- Assignment -
Where a line below has the string "done" in it, include it in the count, and give that count alone.

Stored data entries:

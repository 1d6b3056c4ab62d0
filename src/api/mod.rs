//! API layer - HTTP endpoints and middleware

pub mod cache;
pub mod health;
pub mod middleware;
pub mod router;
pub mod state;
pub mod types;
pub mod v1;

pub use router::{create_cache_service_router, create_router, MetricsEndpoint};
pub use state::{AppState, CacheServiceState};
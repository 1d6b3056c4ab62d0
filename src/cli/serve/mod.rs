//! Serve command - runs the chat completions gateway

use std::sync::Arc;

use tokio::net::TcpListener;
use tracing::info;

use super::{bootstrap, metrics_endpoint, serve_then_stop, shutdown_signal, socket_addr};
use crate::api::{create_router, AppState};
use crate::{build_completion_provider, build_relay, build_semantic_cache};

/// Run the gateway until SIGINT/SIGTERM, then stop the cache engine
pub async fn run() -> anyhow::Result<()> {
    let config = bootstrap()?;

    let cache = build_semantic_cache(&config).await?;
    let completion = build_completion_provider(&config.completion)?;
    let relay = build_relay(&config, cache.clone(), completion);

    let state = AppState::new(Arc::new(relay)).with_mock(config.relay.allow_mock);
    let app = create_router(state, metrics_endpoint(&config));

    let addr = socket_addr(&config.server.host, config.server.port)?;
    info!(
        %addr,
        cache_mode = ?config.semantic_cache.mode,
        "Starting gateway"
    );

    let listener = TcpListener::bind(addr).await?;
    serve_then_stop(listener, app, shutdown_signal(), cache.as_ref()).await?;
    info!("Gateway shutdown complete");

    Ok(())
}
...
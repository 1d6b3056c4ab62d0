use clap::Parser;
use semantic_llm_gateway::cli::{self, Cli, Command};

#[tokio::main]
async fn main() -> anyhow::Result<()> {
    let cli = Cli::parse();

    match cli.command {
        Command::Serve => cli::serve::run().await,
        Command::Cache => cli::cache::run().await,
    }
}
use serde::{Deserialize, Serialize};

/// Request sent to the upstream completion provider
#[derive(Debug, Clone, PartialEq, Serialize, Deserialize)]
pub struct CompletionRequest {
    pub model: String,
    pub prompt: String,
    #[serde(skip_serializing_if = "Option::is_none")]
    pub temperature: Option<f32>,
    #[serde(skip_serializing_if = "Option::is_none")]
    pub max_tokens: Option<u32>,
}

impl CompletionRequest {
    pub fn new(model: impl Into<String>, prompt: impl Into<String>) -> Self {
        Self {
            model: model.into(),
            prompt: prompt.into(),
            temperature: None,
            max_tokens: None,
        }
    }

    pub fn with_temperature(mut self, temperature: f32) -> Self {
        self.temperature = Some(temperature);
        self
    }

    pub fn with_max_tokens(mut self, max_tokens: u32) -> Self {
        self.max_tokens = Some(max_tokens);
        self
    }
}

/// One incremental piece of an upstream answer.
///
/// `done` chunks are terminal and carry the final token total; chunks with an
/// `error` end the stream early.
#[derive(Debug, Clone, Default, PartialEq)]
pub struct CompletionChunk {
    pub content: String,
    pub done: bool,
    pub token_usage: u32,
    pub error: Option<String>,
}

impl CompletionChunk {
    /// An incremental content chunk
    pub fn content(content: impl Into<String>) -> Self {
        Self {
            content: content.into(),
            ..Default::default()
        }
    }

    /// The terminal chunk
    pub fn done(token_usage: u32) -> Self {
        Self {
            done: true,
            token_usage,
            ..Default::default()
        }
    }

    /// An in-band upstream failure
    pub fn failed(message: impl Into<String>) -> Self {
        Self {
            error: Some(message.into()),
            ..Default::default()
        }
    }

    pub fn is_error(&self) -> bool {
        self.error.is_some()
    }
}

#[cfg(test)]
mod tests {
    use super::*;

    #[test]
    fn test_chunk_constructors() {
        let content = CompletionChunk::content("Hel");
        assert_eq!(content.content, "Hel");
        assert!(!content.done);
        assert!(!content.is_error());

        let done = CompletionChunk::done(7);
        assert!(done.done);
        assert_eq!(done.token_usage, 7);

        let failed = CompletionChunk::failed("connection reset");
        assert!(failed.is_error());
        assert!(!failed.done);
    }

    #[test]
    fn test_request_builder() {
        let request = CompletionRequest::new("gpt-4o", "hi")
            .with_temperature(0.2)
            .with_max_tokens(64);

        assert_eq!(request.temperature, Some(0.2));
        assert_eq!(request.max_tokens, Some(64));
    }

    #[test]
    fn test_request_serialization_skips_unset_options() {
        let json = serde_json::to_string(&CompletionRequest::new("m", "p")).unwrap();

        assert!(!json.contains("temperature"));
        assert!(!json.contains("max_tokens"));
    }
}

- Result of this task -
9